TASK TO COMPLETE: Transcribe the data below verbatim from the line with "impl PartialEq for" to the line with "match (self.line, self.column)". Include both of those lines.

(Stored records)
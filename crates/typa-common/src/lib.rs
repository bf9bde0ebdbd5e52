//! Common types and utilities for the typa type-expression resolver.
//!
//! This crate provides foundational types used across all typa crates:
//! - Source provenance (`Provenance`) attached to every type node
//! - Diagnostics (`Diagnostic`, `ErrorCode`, `DiagnosticSink`)
//! - Message templates for every diagnostic the analyzer emits
//! - Analysis options loaded from JSON
//! - Resolution limits and thresholds

// Source provenance (line/column) for type nodes
pub mod position;
pub use position::Provenance;

// Centralized limits and thresholds
pub mod limits;

// Global analysis options
pub mod options;
pub use options::Options;

// Diagnostics and message templates
pub mod diagnostics;
pub use diagnostics::{
    Diagnostic, DiagnosticCategory, DiagnosticCollector, DiagnosticSink, ErrorCode, codes,
    format_message,
};
pub mod messages;
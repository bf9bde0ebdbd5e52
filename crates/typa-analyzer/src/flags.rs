//! Per-call analyzer switches.

use bitflags::bitflags;

bitflags! {
    /// Context switches for one analyzer instance.
    ///
    /// Global policy lives in [`Options`](typa_common::Options); these flags
    /// describe the call site.
    #[derive(Copy, Clone, Debug, PartialEq, Eq, Hash)]
    pub struct AnalyzerFlags: u16 {
        /// Resolving the right-hand side of an alias definition: arity is
        /// checked at each use site instead, and unbound type variables are
        /// the alias's formals.
        const DEFINING_ALIAS = 1 << 0;
        /// Bare `(A, B)` tuple syntax is accepted.
        const ALLOW_TUPLE_LITERAL = 1 << 1;
        /// Trusted interface declaration: `list[int]` is accepted.
        const ALLOW_UNNORMALIZED = 1 << 2;
        /// Free type variables resolve to themselves instead of an error.
        const ALLOW_UNBOUND_TVARS = 1 << 3;
        /// Forward references to classes become placeholder types and defer
        /// the unit, instead of recording an incomplete reference.
        const ALLOW_PLACEHOLDER = 1 << 4;
        /// Report raw scalar expressions used as types.
        const REPORT_INVALID_TYPES = 1 << 5;
        /// The unit is a bundled stub: omitted generics are never an error.
        const TYPESHED_STUB = 1 << 6;
    }
}

impl Default for AnalyzerFlags {
    fn default() -> Self {
        Self::REPORT_INVALID_TYPES
    }
}
use super::*;
use crate::api::SymbolKind;

#[test]
fn test_prelude_contents() {
    let table = SymbolTable::with_prelude("m");
    assert_eq!(table.class("builtins.dict").map(|info| info.arity()), Some(2));
    assert_eq!(table.class("builtins.int").map(|info| info.arity()), Some(0));
    assert!(matches!(
        table.get("typing.List").and_then(|sym| sym.node.clone()),
        Some(SymbolNode::Alias(alias)) if alias.no_args
    ));
    assert!(matches!(
        table.get("mypy_extensions.VarArg").and_then(|sym| sym.node.clone()),
        Some(SymbolNode::Function(_))
    ));
    assert!(table.get("typing").is_some());
}

#[test]
fn test_lookup_order() {
    let mut table = SymbolTable::with_prelude("m");
    table.add_class(ClassInfo::new("m.int"));
    table.import("Seq", "typing.List");

    // Module-level names shadow builtins.
    let int = table.lookup_qualified("int").expect("int");
    assert_eq!(int.fullname, "m.int");

    let seq = table.lookup_qualified("Seq").expect("import");
    assert_eq!(seq.fullname, "typing.List");

    let str_ = table.lookup_qualified("str").expect("builtin");
    assert_eq!(str_.fullname, "builtins.str");
    assert_eq!(str_.kind, SymbolKind::Global);

    assert!(table.lookup_qualified("missing").is_none());
}

#[test]
fn test_lookup_through_imported_module() {
    let mut table = SymbolTable::with_prelude("m");
    table.import("t", "typing");
    let sym = table.lookup_qualified("t.Dict").expect("typing.Dict");
    assert_eq!(sym.fullname, "typing.Dict");
    assert!(table.lookup_fully_qualified("t.Dict").is_none());
    assert!(table.lookup_fully_qualified_or_none("typing.Dict").is_some());
}

#[test]
fn test_placeholder_and_namespace_state() {
    let mut table = SymbolTable::new("m");
    table.add_placeholder("m.Later", true);
    assert!(table.get("m.Later").is_some_and(SymbolTableNode::is_placeholder));

    table.mark_incomplete("builtins");
    assert!(table.is_incomplete_namespace("builtins"));
    table.mark_complete("builtins");
    assert!(!table.is_incomplete_namespace("builtins"));

    assert!(table.remove("m.Later").is_some());
    assert!(table.get("m.Later").is_none());
}

#[test]
fn test_pass_loop_stops_when_complete() {
    let mut table = SymbolTable::new("m");
    let report = SemanticPass::new().run(&mut table, |_, pass| {
        if pass < 3 {
            PassStatus::Deferred
        } else {
            PassStatus::Complete
        }
    });
    assert_eq!(
        report,
        PassReport {
            passes: 3,
            status: PassStatus::Complete
        }
    );
    assert!(!table.is_final_iteration());
}

#[test]
fn test_pass_loop_marks_last_pass_final() {
    let mut table = SymbolTable::new("m");
    let mut finals = Vec::new();
    let report = SemanticPass::with_max_passes(3).run(&mut table, |table, _| {
        finals.push(table.is_final_iteration());
        PassStatus::Incomplete
    });
    assert_eq!(finals, [false, false, true]);
    assert_eq!(report.passes, 3);
    assert_eq!(report.status, PassStatus::Incomplete);
}

#[test]
fn test_pass_limit_defaults() {
    assert_eq!(SemanticPass::default().max_passes(), MAX_SEMANAL_PASSES);
    assert_eq!(SemanticPass::with_max_passes(0).max_passes(), 1);
}
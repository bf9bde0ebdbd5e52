//! Source provenance for type nodes.

use serde::{Deserialize, Serialize};
use std::fmt;
use std::hash::{Hash, Hasher};

/// Line/column pair recording where a type node came from.
///
/// `-1` means "unknown". Equality and hashing ignore provenance entirely, so
/// two types built from different source locations still compare equal when
/// their structure matches.
#[derive(Clone, Copy, Debug, Serialize, Deserialize)]
pub struct Provenance {
    pub line: i32,
    pub column: i32,
}

impl Provenance {
    /// Provenance of a synthesized node with no source location.
    pub const UNKNOWN: Self = Self {
        line: -1,
        column: -1,
    };

    pub const fn new(line: i32, column: i32) -> Self {
        Self { line, column }
    }

    pub const fn at_line(line: i32) -> Self {
        Self { line, column: -1 }
    }

    pub const fn is_known(self) -> bool {
        self.line >= 0
    }
}

impl Default for Provenance {
    fn default() -> Self {
        Self::UNKNOWN
    }
}

impl PartialEq for Provenance {
    fn eq(&self, _other: &Self) -> bool {
        true
    }
}

impl Eq for Provenance {}

impl Hash for Provenance {
    fn hash<H: Hasher>(&self, _state: &mut H) {}
}

impl fmt::Display for Provenance {
    fn fmt(&self, f: &mut fmt::Formatter<'_>) -> fmt::Result {
        match (self.line, self.column) {
            (line, _) if line < 0 => f.write_str("<unknown>"),
            (line, column) if column < 0 => write!(f, "{line}"),
            (line, column) => write!(f, "{line}:{column}"),
        }
    }
}
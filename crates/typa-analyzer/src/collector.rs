//! Inference of the type variables a signature quantifies over.

use crate::api::{SemanticApi, SymbolNode, TypeVarExpr};
use crate::scope::TypeVarScope;
use crate::special_forms::LITERAL_NAMES;
use rustc_hash::FxHashSet;
use std::sync::Arc;
use typa_types::{CallableType, Type, TypeQuery, UnboundType, flatten_unique};

/// A type-variable reference found in a signature: the name as written and
/// its declaration.
pub type TypeVarRef = (String, Arc<TypeVarExpr>);

/// Collects unbound references that name type variables.
///
/// Literal arguments are never searched: `Literal["T"]` does not quantify
/// over `T`.
pub struct TypeVariableQuery<'a> {
    api: &'a dyn SemanticApi,
    scope: &'a TypeVarScope,
    /// Look inside callables (and things that look like unresolved ones).
    include_callables: bool,
    /// Report variables that are already bound in `scope` too.
    include_bound_tvars: bool,
}

impl<'a> TypeVariableQuery<'a> {
    pub fn new(api: &'a dyn SemanticApi, scope: &'a TypeVarScope) -> Self {
        Self {
            api,
            scope,
            include_callables: true,
            include_bound_tvars: false,
        }
    }

    pub fn include_callables(mut self, include: bool) -> Self {
        self.include_callables = include;
        self
    }

    pub fn include_bound_tvars(mut self, include: bool) -> Self {
        self.include_bound_tvars = include;
        self
    }

    /// `Callable[[...], R]` or `Callable[..., R]` before resolution.
    fn seems_like_callable(t: &UnboundType) -> bool {
        matches!(
            t.args.first(),
            Some(Type::Ellipsis(_) | Type::TypeList(_))
        )
    }
}

impl TypeQuery for TypeVariableQuery<'_> {
    type Output = Vec<TypeVarRef>;

    fn combine(&mut self, parts: Vec<Vec<TypeVarRef>>) -> Vec<TypeVarRef> {
        flatten_unique(parts)
    }

    fn visit_unbound(&mut self, t: &UnboundType) -> Vec<TypeVarRef> {
        let sym = self.api.lookup_qualified(&t.name);
        if let Some(SymbolNode::TypeVar(expr)) = sym.as_ref().and_then(|sym| sym.node.as_ref())
            && (self.include_bound_tvars || self.scope.get_binding(&expr.fullname).is_none())
        {
            return vec![(t.name.clone(), Arc::clone(expr))];
        }
        if !self.include_callables && Self::seems_like_callable(t) {
            return Vec::new();
        }
        if sym.is_some_and(|sym| LITERAL_NAMES.contains(&sym.fullname.as_str())) {
            return Vec::new();
        }
        self.query_types(t.args.iter().collect())
    }

    fn visit_callable(&mut self, t: &CallableType) -> Vec<TypeVarRef> {
        if !self.include_callables {
            return Vec::new();
        }
        self.query_types(
            t.arg_types
                .iter()
                .chain(std::iter::once(t.ret_type.as_ref()))
                .collect(),
        )
    }
}

/// Distinct type variables referenced by `callable`, in first-occurrence
/// order.
///
/// Argument types are searched fully. The return type is searched without
/// entering callables: a variable that only occurs in a returned callable
/// belongs to that callable.
pub fn infer_type_variables(
    api: &dyn SemanticApi,
    scope: &TypeVarScope,
    callable: &CallableType,
) -> Vec<TypeVarRef> {
    let mut found: Vec<TypeVarRef> = Vec::new();
    let mut seen: FxHashSet<String> = FxHashSet::default();
    let mut push_new = |refs: Vec<TypeVarRef>| {
        for (name, expr) in refs {
            if seen.insert(name.clone()) {
                found.push((name, expr));
            }
        }
    };

    for arg in &callable.arg_types {
        let refs = TypeVariableQuery::new(api, scope).query(arg);
        push_new(refs);
    }
    let refs = TypeVariableQuery::new(api, scope)
        .include_callables(false)
        .query(&callable.ret_type);
    push_new(refs);
    found
}

#[cfg(test)]
#[path = "../tests/collector_tests.rs"]
mod collector_tests;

ANSWER SECTION:
impl PartialEq for Provenance {
    fn eq(&self, _other: &Self) -> bool {
        true
    }
}

impl Eq for Provenance {}

impl Hash for Provenance {
    fn hash<H: Hasher>(&self, _state: &mut H) {}
}

impl fmt::Display for Provenance {
    fn fmt(&self, f: &mut fmt::Formatter<'_>) -> fmt::Result {
        match (self.line, self.column) {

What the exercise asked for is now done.